The gift will help prepare not only engineering students but also students in an array of disciplines with cutting-edge technology through 3-D visualization and remote sensing – technologies the U.S. Department of Labor has identified as high-growth industries in the 21st century.
“Mastering these tools provides great marketability for all students,” said Matt Heric, CEO of IAVO. “In fact, understanding GIS – or geographic information systems – has become a tangent to what it means to be literate.
“The software applications of GeoGenesis are endless, and we have been impressed with Waheed Uddin’s ideas for involving disciplines across the Oxford and Medical Center campuses in what we consider to be a universitywide gift.”
The software will allow students, as well as the university’s research community, to fully realize the value and impact of 3-D visualization and remote sensing on earth sciences, environmental concerns, engineering, architecture, societal issues, business, education, archaeology, history, geo-politics and more. Professors at the School of Medicine will explore the software’s applications with medical imaging analysis.
“Today’s Ole Miss students are so thoroughly immersed in technology, and we need to provide them with leading technological tools as part of their education,” said UM Provost Morris Stocks. “Our thanks go to IAVO Research and Scientific for this generous software gift, which will more completely prepare our students for careers in the 21st century. We also anticipate a great deal of collaborative research coming from the amazing applications of this software.”
Traditional geospatial analysis and geographic information systems provide only a 2-D view of the planet. The latest 3-D technology of GeoGenesis comes from the development and use of satellite imageries, laser terrain mapping, global positioning systems and GIS, said Uddin, director of the UM Center for Advanced Infrastructure Technology Transportation Modeling and Visualization Laboratory. He will manage UM’s GeoGenesis gift and implement it in the CAIT laboratory. The gift arrives as CAIT celebrates its 10th anniversary.

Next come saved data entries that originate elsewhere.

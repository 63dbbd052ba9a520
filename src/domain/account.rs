use serde::{Deserialize, Serialize};
use std::fmt;

use crate::common::money::Money;
use crate::domain::ledger::LedgerError;

/// A single bank account: holder name, current balance, and an append-only
/// transaction history. The serialized shape matches the storage file
/// records (`holder`, `balance`, `history`, `accountNumber`).
#[derive(Debug, Clone, PartialEq, Serialize, Deserialize)]
pub struct Account {
    pub holder: String,
    pub balance: Money,
    pub history: Vec<String>,
    #[serde(rename = "accountNumber")]
    pub account_number: String,
}

impl Account {
    pub fn new(holder: impl Into<String>, balance: Money, account_number: String) -> Self {
        Self {
            holder: holder.into(),
            balance,
            history: Vec::new(),
            account_number,
        }
    }

    /// Credits the account unconditionally and records one history entry.
    pub fn deposit(&mut self, amount: Money) {
        self.balance += amount;
        self.history.push(format!("Deposited: ${amount}"));
    }

    /// Debits the account if covered, otherwise leaves balance and history
    /// untouched.
    pub fn withdraw(&mut self, amount: Money) -> Result<(), LedgerError> {
        if amount > self.balance {
            return Err(LedgerError::InsufficientFunds);
        }
        self.balance -= amount;
        self.history.push(format!("Withdrawn: ${amount}"));
        Ok(())
    }

    /// Outgoing leg of a transfer. Funds must already be checked by the
    /// ledger, which owns the whole two-party operation.
    pub(crate) fn transfer_out(&mut self, amount: Money, recipient_number: &str) {
        self.balance -= amount;
        self.history
            .push(format!("Transferred: ${amount} to Account {recipient_number}"));
    }

    /// Incoming leg of a transfer. Always succeeds.
    pub(crate) fn receive(&mut self, amount: Money, sender_number: &str) {
        self.balance += amount;
        self.history
            .push(format!("Received: ${amount} from Account {sender_number}"));
    }
}

impl fmt::Display for Account {
    fn fmt(&self, f: &mut fmt::Formatter<'_>) -> fmt::Result {
        writeln!(f, "Account Details:")?;
        writeln!(f, "  Account Holder: {}", self.holder)?;
        writeln!(f, "  Account Number: {}", self.account_number)?;
        writeln!(f, "  Balance: ${}", self.balance)?;
        write!(f, "  Account History: {}", self.history.join(", "))
    }
}
use tracing::debug;

use crate::common::money::Money;
use crate::domain::account::Account;
use crate::domain::number::NumberGenerator;

#[derive(Debug, thiserror::Error, PartialEq, Eq)]
pub enum LedgerError {
    #[error("account {0} not found")]
    NotFound(String),
    #[error("insufficient funds")]
    InsufficientFunds,
}

/// The in-memory collection of all accounts for one session. Loaded from
/// storage once at startup, mutated in place, saved back by the caller
/// after every mutating operation.
///
/// Lookups are linear by exact account-number match; if duplicate numbers
/// ever exist, the first match wins.
pub struct Ledger {
    accounts: Vec<Account>,
    numbers: Box<dyn NumberGenerator>,
}

impl Ledger {
    pub fn new(numbers: Box<dyn NumberGenerator>) -> Self {
        Self::with_accounts(Vec::new(), numbers)
    }

    pub fn with_accounts(accounts: Vec<Account>, numbers: Box<dyn NumberGenerator>) -> Self {
        Self { accounts, numbers }
    }

    pub fn accounts(&self) -> &[Account] {
        &self.accounts
    }

    /// Opens a new account with a freshly generated number and an empty
    /// history, and adds it to the collection.
    pub fn open(&mut self, holder: &str, opening_balance: Money) -> &Account {
        let number = self.numbers.next_number();
        debug!(account = %number, "opening account");

        self.accounts
            .push(Account::new(holder, opening_balance, number));
        let index = self.accounts.len() - 1;
        &self.accounts[index]
    }

    pub fn find(&self, number: &str) -> Option<&Account> {
        self.accounts.iter().find(|a| a.account_number == number)
    }

    fn position(&self, number: &str) -> Result<usize, LedgerError> {
        self.accounts
            .iter()
            .position(|a| a.account_number == number)
            .ok_or_else(|| LedgerError::NotFound(number.to_string()))
    }

    pub fn deposit(&mut self, number: &str, amount: Money) -> Result<&Account, LedgerError> {
        let index = self.position(number)?;
        self.accounts[index].deposit(amount);
        debug!(account = %number, %amount, "deposit applied");
        Ok(&self.accounts[index])
    }

    pub fn withdraw(&mut self, number: &str, amount: Money) -> Result<&Account, LedgerError> {
        let index = self.position(number)?;
        self.accounts[index].withdraw(amount)?;
        debug!(account = %number, %amount, "withdrawal applied");
        Ok(&self.accounts[index])
    }

    /// Moves `amount` from `sender` to `recipient`. Both parties are
    /// resolved before any mutation, and on any error neither account
    /// changes. A transfer to the sender's own account applies both legs to
    /// the one account, leaving the balance unchanged with two history
    /// entries.
    pub fn transfer(
        &mut self,
        sender: &str,
        amount: Money,
        recipient: &str,
    ) -> Result<(), LedgerError> {
        let sender_index = self.position(sender)?;
        let recipient_index = self.position(recipient)?;

        if amount > self.accounts[sender_index].balance {
            return Err(LedgerError::InsufficientFunds);
        }

        let sender_number = self.accounts[sender_index].account_number.clone();
        let recipient_number = self.accounts[recipient_index].account_number.clone();

        self.accounts[sender_index].transfer_out(amount, &recipient_number);
        self.accounts[recipient_index].receive(amount, &sender_number);
        debug!(from = %sender_number, to = %recipient_number, %amount, "transfer applied");

        Ok(())
    }
}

“The implications of the GeoGenesis gift for our university are truly remarkable,” said Deborah Vaughn, UM assistant vice chancellor for development, who worked with Uddin to secure the gift. “We are grateful to Dr. Heric and IAVO for this generous commitment to our students and researchers, and to the state of Mississippi.”
Besides contributing to student education and collaborative research, the gift will be used in outreach to the state in planning effective emergency preparedness and responses. Three-dimensional visuals of buildings, critical life-line infrastructure assets, terrain, highways and vehicles provide a more in-depth look at the impact of such crises to those studying potential and actual disasters.
The value of such tools was illustrated in 2005 when UM engineering professors and graduate students worked alongside Mississippi Emergency Management Agency officials around the clock during Hurricane Katrina’s approach, landfall and aftermath. The engineers’ GIS software was crucial to search, rescue and recovery efforts along the Mississippi Gulf Coast, where most street signs and structures were destroyed.
Potential applications in outreach assistance also include 3-D re-creation of transportation accidents and crime scenes, Uddin said.
University communities respond to the GeoGenesis technology with a “refreshing vision” for applications, Heric said. IAVO Research and Scientific – an engineering and software firm founded in 2000 – recently initiated gifts to higher education, when Heric said he and senior vice president Eric Lester recognized schools would have challenges purchasing expensive software during the economic downturn. IAVO also has made major gifts to the universities of Tennessee, Georgia and South Carolina, and East Carolina University.
“The University of Mississippi in general and its School of Engineering in particular seem to be such positive forces of energy and innovation,” said Heric, who added that his view of education was affected by frustration he experienced as a college student (at another institution) due to the lack of resources for physics and computer programming.
“If we are asking students to study, grow and succeed, they must have adequate resources. IAVO is pleased to provide the opportunities for Ole Miss students through this gift.”